You should know that you are part of the reason/encouraged me to start, so a feather in your cap”.

Winding back a bit to the process and the challenges that I found. First I defined how much as well as what and where I wanted to focus on:

Where: Less developed countries. I figured that the people and governments of the developed world have the means to cure the problems in their own countries, even if the desire or execution to do so often seems to be questionable.

What: Education. Partly because Sally is a teacher, and partly because of the adage “give a man a fish and feed him for a day, teach a man to fish and feed him for a lifetime”. My instinct was that education gives people the opportunity to lift themselves and their families out of poverty on a more permanent basis.

How much: $75 or $100 a month, and to achieve the biggest impact for every buck. This would be on top of our self-sponsorship for Cancer Research and the Alzheimer's Society.

Then came the challenges:

  • There are so many charities, how could I choose which ones were the best or the most deserving? Should the target be to save lives or is improving quality of life a better goal? I had decided on human charities rather than animal charities, so at least I didn't have that additional complication.

  • What would give the most benefit? Were the ones with the highest administration costs bad, or can those higher administration costs result in more effective outcomes?

  • Was education the best option? I started reading articles that questioned the effectiveness of some types of education charity work.

  • Was what I read trustworthy? One person said one thing, someone else another. Who was right?

The more I researched the more confused I became.

Just as important was that Sally had her own ideas. She felt that charity begins at home and we should focus on helping our kids. I, on the other hand, believed that we’d given them a good start and, now they're grown, it's important for them to find their own way. We rarely argue, but I became frustrated and this created a tension that wasn’t comfortable.

It really did get to the point where trying to do something good was starting to make me feel pretty bad. I hadn’t expected that.

Despite it being a more difficult process than I expected, I got there in the end. Even if my decision isn't perfect, I concluded that moving forward was superior to procrastination and doing nothing. This is what we’re doing:

  1. I set up a monthly contribution of US$75 to Givewell which I’ll reassess after a year.

  2. Because this is at the lower end of the amounts that I was thinking of, we can give ad hoc amounts to other causes during the year. I need to make sure I do this, and the good news is that it's mission accomplished for April.

  3. We’ll still sponsor ourselves when we do certain events, to support progress in battling cancer and Alheimer’s.

  4. And of course, we’ll always be there for our grown children if needed, but I’m confident that they will do just fine by themselves.

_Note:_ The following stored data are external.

//! GitLab Project Variables
//!
//! Operations on project-level CI/CD variables. Every operation is one or two
//! requests and each checks for the exact status code GitLab returns on
//! success.
//!
//! Increment and decrement are a client-side read-modify-write, not an atomic
//! remote operation. Two jobs changing the same key at once can lose an
//! update; the tool is meant for sequential pipeline stages.

use super::client::GitlabClient;
use super::http::RawResponse;
use crate::error::{Result, VarsError};
use chrono::format::{Item, StrftimeItems};
use chrono::{DateTime, Local};
use serde::Deserialize;

/// Default format for `timestamp`, e.g. `20240305142501`
pub const DEFAULT_TIMESTAMP_FORMAT: &str = "%Y%m%d%H%M%S";

const STATUS_OK: u16 = 200;
const STATUS_CREATED: u16 = 201;

/// Source of the current time
pub trait Clock {
    fn now(&self) -> DateTime<Local>;
}

/// Wall-clock time in the local timezone
#[derive(Debug, Clone, Copy, Default)]
pub struct SystemClock;

impl Clock for SystemClock {
    fn now(&self) -> DateTime<Local> {
        Local::now()
    }
}

/// Variable as returned by `GET /projects/:id/variables/:key`
#[derive(Debug, Deserialize)]
struct VariableResponse {
    #[serde(default)]
    value: Option<String>,
}

fn expect_status(response: &RawResponse, expected: u16) -> Result<()> {
    if response.status == expected {
        Ok(())
    } else {
        Err(VarsError::UnexpectedStatus {
            expected,
            actual: response.status,
        })
    }
}

/// Read a variable's value
pub async fn get_variable(client: &GitlabClient, project: &str, key: &str) -> Result<String> {
    let response = client.get(&client.variable_url(project, key)).await?;
    expect_status(&response, STATUS_OK)?;

    if response.body.trim().is_empty() {
        return Err(VarsError::not_set(project, key));
    }

    let variable: VariableResponse = serde_json::from_str(&response.body)?;
    variable
        .value
        .ok_or_else(|| VarsError::not_set(project, key))
}

/// Create a new variable; fails if GitLab does not answer 201
pub async fn create_variable(
    client: &GitlabClient,
    project: &str,
    key: &str,
    value: &str,
) -> Result<()> {
    let form = [("key", key), ("value", value)];
    let response = client
        .post_form(&client.variables_url(project), &form)
        .await?;
    expect_status(&response, STATUS_CREATED)?;

    tracing::info!("Created variable {} in project {}", key, project);
    Ok(())
}

/// Replace an existing variable's value
pub async fn update_variable(
    client: &GitlabClient,
    project: &str,
    key: &str,
    value: &str,
) -> Result<()> {
    let form = [("key", key), ("value", value)];
    let response = client
        .put_form(&client.variable_url(project, key), &form)
        .await?;
    expect_status(&response, STATUS_OK)?;

    tracing::info!("Updated variable {} in project {}", key, project);
    Ok(())
}

/// Add one to an integer variable, returning the new value
pub async fn increment_variable(client: &GitlabClient, project: &str, key: &str) -> Result<i64> {
    adjust_variable(client, project, key, 1).await
}

/// Subtract one from an integer variable, returning the new value
pub async fn decrement_variable(client: &GitlabClient, project: &str, key: &str) -> Result<i64> {
    adjust_variable(client, project, key, -1).await
}

async fn adjust_variable(
    client: &GitlabClient,
    project: &str,
    key: &str,
    delta: i64,
) -> Result<i64> {
    let url = client.variable_url(project, key);

    let response = client.get(&url).await?;
    expect_status(&response, STATUS_OK)?;

    let variable: VariableResponse = serde_json::from_str(&response.body)?;
    let current = variable.value.unwrap_or_default();
    let new_value = apply_delta(&current, delta)?;

    tracing::debug!("{}: {} -> {}", key, current, new_value);

    let value = new_value.to_string();
    let form = [("key", key), ("value", value.as_str())];
    let response = client.put_form(&url, &form).await?;
    expect_status(&response, STATUS_OK)?;

    Ok(new_value)
}

/// Parse `current` as a base-10 integer and add `delta`
fn apply_delta(current: &str, delta: i64) -> Result<i64> {
    current
        .trim()
        .parse::<i64>()
        .ok()
        .and_then(|n| n.checked_add(delta))
        .ok_or_else(|| VarsError::NotAnInteger {
            value: current.to_string(),
        })
}

/// Check a strftime format string before it is used
pub fn validate_timestamp_format(format: &str) -> Result<()> {
    if StrftimeItems::new(format).any(|item| matches!(item, Item::Error)) {
        return Err(VarsError::InvalidTimestampFormat(format.to_string()));
    }
    Ok(())
}

/// Set a variable to the current time, returning the stored value
pub async fn stamp_variable(
    client: &GitlabClient,
    project: &str,
    key: &str,
    format: &str,
    clock: &impl Clock,
) -> Result<String> {
    validate_timestamp_format(format)?;

    let value = clock.now().format(format).to_string();
    update_variable(client, project, key, &value).await?;

    Ok(value)
}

I’m calling this the start of my giving journey. This will make giving around 4% of our costs - I suspect that I could or perhaps should be doing more, but I’m pleased that I’ve taken these first steps which can then lead to next steps. Even though there were a few trying moments along the way, these are nothing compared to the suffering that others face through no fault of their own.

The point of this post is not to say that everyone should donate, volunteer or similar - although it's great when people do. But rather, this post highlights how early retirement is changing some of my behaviours, hopefully in a good way. I have more time to think now, to decide what's important to me and then to then take action. This applies to many things, the topic of this post being just one of them. I’m not doing anything special with my recent giving decisions, rather I suspect I’m just catching up to what I already could have been doing. But without the time to reflect I probably wouldn't have taken these steps.

I need to thank my friends Brian at Project International Mindedness and Sébastien at Impactivated for being an inspiration and for helping me find a way through the giving maze.

And the last word, Sébastien had a birthday recently and all that he wanted was donations for the Against Malaria Foundation. How cool does that make Sébastien...very cool in my book.